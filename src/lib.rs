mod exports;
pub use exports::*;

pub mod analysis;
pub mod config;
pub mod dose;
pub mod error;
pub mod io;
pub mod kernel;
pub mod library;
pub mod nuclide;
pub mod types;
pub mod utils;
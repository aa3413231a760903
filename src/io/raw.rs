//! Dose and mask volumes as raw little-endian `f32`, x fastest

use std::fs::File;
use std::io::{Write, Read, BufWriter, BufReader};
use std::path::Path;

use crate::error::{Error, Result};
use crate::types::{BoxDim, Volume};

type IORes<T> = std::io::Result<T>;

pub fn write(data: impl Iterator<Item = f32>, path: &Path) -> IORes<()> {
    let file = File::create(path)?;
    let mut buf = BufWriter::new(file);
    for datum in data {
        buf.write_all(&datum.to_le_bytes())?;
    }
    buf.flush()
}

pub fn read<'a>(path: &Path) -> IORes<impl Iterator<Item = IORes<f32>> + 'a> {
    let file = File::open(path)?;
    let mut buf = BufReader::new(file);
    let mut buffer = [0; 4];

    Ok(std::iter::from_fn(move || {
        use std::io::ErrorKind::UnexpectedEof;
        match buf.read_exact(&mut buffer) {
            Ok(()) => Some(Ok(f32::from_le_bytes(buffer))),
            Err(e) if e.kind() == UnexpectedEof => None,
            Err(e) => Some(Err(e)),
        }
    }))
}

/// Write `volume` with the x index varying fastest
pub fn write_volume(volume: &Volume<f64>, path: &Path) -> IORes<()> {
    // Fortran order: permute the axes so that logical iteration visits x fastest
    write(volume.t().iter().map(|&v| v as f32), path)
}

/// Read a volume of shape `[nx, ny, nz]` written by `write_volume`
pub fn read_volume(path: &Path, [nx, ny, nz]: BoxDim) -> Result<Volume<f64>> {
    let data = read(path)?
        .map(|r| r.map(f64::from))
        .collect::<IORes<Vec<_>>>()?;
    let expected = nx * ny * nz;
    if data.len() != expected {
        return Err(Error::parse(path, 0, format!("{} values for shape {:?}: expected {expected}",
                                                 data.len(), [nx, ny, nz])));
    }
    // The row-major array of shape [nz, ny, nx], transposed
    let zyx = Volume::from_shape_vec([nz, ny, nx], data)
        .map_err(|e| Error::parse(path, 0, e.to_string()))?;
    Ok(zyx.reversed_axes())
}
□ □ □
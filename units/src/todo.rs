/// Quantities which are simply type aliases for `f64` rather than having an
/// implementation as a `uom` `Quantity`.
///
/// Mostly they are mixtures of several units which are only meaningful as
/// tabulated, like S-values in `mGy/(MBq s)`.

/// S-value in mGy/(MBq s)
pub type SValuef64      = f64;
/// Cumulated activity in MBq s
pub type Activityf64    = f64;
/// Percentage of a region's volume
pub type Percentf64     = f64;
□ □ □
### REQUIRED WORK
Beginning at the line with "pub mod error;" and ending at the line with "ny, nx], transposed", reproduce each line of the data above exactly, and add no other lines.

### FINISHED TASK
pub mod error;
pub mod io;
pub mod kernel;
pub mod library;
pub mod nuclide;
pub mod types;
pub mod utils;
repository aa3413231a760903
filename src/io/raw.rs
//! Dose and mask volumes as raw little-endian `f32`, x fastest

use std::fs::File;
use std::io::{Write, Read, BufWriter, BufReader};
use std::path::Path;

use crate::error::{Error, Result};
use crate::types::{BoxDim, Volume};

type IORes<T> = std::io::Result<T>;

pub fn write(data: impl Iterator<Item = f32>, path: &Path) -> IORes<()> {
    let file = File::create(path)?;
    let mut buf = BufWriter::new(file);
    for datum in data {
        buf.write_all(&datum.to_le_bytes())?;
    }
    buf.flush()
}

pub fn read<'a>(path: &Path) -> IORes<impl Iterator<Item = IORes<f32>> + 'a> {
    let file = File::open(path)?;
    let mut buf = BufReader::new(file);
    let mut buffer = [0; 4];

    Ok(std::iter::from_fn(move || {
        use std::io::ErrorKind::UnexpectedEof;
        match buf.read_exact(&mut buffer) {
            Ok(()) => Some(Ok(f32::from_le_bytes(buffer))),
            Err(e) if e.kind() == UnexpectedEof => None,
            Err(e) => Some(Err(e)),
        }
    }))
}

/// Write `volume` with the x index varying fastest
pub fn write_volume(volume: &Volume<f64>, path: &Path) -> IORes<()> {
    // Fortran order: permute the axes so that logical iteration visits x fastest
    write(volume.t().iter().map(|&v| v as f32), path)
}

/// Read a volume of shape `[nx, ny, nz]` written by `write_volume`
pub fn read_volume(path: &Path, [nx, ny, nz]: BoxDim) -> Result<Volume<f64>> {
    let data = read(path)?
        .map(|r| r.map(f64::from))
        .collect::<IORes<Vec<_>>>()?;
    let expected = nx * ny * nz;
    if data.len() != expected {
        return Err(Error::parse(path, 0, format!("{} values for shape {:?}: expected {expected}",
                                                 data.len(), [nx, ny, nz])));
    }
    // The row-major array of shape [nz, ny, nx], transposed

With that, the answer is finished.